_Description of the task_
Only the lines from the start of the entries up to and including the line with "a client from" should be written out, exactly as they stand.

Start of Supplied material

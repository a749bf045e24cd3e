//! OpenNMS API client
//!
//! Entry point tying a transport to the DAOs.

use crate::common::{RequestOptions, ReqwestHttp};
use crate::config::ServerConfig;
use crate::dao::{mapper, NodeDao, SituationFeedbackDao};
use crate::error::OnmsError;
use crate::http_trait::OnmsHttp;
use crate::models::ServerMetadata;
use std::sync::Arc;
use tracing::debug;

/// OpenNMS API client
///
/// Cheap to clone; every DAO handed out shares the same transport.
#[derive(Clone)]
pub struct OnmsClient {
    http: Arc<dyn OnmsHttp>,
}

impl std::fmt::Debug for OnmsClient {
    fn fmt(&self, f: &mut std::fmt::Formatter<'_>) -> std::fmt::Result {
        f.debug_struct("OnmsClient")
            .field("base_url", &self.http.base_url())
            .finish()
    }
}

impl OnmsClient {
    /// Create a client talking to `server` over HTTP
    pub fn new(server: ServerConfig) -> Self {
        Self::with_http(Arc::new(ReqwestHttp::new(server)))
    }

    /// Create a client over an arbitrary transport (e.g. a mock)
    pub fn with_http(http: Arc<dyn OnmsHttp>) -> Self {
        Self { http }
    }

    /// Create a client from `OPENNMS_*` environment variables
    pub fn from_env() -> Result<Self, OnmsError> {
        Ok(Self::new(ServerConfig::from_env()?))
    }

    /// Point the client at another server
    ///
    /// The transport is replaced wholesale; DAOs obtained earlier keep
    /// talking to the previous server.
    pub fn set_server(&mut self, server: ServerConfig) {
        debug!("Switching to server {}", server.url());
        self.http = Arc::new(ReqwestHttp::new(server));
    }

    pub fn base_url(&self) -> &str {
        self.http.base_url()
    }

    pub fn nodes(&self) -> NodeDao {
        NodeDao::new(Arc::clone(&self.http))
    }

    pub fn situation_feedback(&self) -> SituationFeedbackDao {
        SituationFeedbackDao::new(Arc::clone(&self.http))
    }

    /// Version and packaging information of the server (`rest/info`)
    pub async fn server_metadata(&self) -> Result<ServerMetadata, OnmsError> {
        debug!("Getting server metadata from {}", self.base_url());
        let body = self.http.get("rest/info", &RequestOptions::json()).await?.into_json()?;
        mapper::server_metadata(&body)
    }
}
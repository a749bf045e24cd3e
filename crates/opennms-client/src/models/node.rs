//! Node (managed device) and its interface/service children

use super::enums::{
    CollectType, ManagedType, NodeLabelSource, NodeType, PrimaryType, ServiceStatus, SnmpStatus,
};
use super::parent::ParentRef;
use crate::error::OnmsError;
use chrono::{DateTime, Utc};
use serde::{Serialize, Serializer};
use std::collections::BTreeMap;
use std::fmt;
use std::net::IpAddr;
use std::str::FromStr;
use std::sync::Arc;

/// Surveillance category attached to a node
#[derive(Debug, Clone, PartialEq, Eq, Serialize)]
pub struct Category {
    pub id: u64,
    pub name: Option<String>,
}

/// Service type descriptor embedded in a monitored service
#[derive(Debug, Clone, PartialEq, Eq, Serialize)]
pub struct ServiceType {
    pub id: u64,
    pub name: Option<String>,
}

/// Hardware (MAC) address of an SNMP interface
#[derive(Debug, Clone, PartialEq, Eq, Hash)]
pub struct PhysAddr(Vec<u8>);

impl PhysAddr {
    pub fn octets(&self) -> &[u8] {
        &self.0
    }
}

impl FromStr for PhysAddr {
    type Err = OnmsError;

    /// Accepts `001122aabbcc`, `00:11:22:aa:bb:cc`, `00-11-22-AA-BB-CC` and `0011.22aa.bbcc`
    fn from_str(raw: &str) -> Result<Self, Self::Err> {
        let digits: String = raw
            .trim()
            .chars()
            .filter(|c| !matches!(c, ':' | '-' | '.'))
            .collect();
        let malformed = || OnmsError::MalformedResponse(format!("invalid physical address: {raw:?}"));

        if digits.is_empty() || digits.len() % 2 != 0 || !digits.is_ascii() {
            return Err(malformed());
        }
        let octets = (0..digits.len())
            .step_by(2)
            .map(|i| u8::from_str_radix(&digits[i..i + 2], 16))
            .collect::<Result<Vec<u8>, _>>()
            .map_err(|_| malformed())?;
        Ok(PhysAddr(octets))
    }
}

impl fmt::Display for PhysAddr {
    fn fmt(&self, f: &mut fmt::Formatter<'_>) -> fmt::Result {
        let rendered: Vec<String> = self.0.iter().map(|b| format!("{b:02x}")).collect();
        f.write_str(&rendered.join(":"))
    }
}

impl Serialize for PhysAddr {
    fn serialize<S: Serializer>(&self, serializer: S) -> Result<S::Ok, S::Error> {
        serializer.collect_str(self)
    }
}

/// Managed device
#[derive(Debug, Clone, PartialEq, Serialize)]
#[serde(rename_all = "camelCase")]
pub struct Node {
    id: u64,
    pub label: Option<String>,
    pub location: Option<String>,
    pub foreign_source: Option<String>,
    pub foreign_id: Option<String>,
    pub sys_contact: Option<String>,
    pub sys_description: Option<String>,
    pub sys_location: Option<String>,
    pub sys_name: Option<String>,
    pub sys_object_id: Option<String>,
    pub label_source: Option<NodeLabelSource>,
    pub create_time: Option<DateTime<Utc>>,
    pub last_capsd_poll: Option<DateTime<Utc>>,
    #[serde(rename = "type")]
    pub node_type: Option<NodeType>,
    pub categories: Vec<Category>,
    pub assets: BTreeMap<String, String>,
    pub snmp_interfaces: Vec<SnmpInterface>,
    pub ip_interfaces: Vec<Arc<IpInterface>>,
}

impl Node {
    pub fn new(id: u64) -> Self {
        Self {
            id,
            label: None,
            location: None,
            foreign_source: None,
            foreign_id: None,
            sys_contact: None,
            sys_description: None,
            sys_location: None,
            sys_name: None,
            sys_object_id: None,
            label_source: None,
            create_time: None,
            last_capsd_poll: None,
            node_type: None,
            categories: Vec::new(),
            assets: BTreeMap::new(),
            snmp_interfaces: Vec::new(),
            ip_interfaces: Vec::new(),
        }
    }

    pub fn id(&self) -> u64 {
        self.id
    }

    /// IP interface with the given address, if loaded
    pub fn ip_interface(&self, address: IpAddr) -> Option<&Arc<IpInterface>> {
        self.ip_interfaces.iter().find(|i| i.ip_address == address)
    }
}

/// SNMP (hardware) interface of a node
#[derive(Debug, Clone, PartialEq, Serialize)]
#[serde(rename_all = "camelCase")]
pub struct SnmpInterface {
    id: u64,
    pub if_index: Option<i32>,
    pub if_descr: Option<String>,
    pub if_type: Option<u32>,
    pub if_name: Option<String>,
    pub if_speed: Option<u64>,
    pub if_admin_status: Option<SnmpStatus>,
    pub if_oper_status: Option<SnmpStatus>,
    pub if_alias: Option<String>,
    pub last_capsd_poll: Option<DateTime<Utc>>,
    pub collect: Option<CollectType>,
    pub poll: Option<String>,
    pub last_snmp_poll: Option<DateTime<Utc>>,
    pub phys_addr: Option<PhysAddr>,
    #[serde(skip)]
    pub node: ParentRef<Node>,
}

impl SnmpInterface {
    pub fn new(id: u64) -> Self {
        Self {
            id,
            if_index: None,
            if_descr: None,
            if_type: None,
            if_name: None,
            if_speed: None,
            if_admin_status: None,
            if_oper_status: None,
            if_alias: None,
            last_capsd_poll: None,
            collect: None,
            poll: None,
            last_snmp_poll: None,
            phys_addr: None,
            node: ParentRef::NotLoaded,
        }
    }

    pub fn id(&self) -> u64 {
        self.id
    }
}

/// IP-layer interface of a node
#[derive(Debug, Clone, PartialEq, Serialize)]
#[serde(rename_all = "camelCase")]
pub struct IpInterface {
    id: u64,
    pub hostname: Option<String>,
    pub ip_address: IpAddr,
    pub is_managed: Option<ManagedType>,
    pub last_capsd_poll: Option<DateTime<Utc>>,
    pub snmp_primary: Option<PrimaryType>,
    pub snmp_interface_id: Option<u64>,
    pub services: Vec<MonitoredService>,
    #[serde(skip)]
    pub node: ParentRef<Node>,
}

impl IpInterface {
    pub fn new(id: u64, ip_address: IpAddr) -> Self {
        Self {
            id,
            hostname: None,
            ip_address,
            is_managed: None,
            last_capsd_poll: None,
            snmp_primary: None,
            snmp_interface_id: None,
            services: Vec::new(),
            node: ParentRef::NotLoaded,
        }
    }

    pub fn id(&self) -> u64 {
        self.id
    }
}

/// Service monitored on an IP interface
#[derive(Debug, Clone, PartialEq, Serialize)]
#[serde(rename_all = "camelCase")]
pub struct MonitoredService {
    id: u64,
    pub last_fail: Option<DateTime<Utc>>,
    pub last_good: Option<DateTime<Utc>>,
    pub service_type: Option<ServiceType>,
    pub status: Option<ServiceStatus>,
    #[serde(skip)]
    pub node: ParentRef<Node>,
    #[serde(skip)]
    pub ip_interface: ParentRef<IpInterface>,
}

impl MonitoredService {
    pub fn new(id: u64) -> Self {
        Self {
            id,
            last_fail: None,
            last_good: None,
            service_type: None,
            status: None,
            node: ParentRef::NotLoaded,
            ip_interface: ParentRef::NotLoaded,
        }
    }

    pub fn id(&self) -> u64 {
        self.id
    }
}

End of Supplied material

_Worked solution_
repository a749bf045e24cd3e
//! OpenNMS API client
//!
//! Entry point tying a transport to the DAOs.

use crate::common::{RequestOptions, ReqwestHttp};
use crate::config::ServerConfig;
use crate::dao::{mapper, NodeDao, SituationFeedbackDao};
use crate::error::OnmsError;
use crate::http_trait::OnmsHttp;
use crate::models::ServerMetadata;
use std::sync::Arc;
use tracing::debug;

/// OpenNMS API client
///
/// Cheap to clone; every DAO handed out shares the same transport.
#[derive(Clone)]
pub struct OnmsClient {
    http: Arc<dyn OnmsHttp>,
}

impl std::fmt::Debug for OnmsClient {
    fn fmt(&self, f: &mut std::fmt::Formatter<'_>) -> std::fmt::Result {
        f.debug_struct("OnmsClient")
            .field("base_url", &self.http.base_url())
            .finish()
    }
}

impl OnmsClient {
    /// Create a client talking to `server` over HTTP
    pub fn new(server: ServerConfig) -> Self {
        Self::with_http(Arc::new(ReqwestHttp::new(server)))
    }

    /// Create a client over an arbitrary transport (e.g. a mock)
    pub fn with_http(http: Arc<dyn OnmsHttp>) -> Self {
        Self { http }
    }

    /// Create a client from `OPENNMS_*` environment variables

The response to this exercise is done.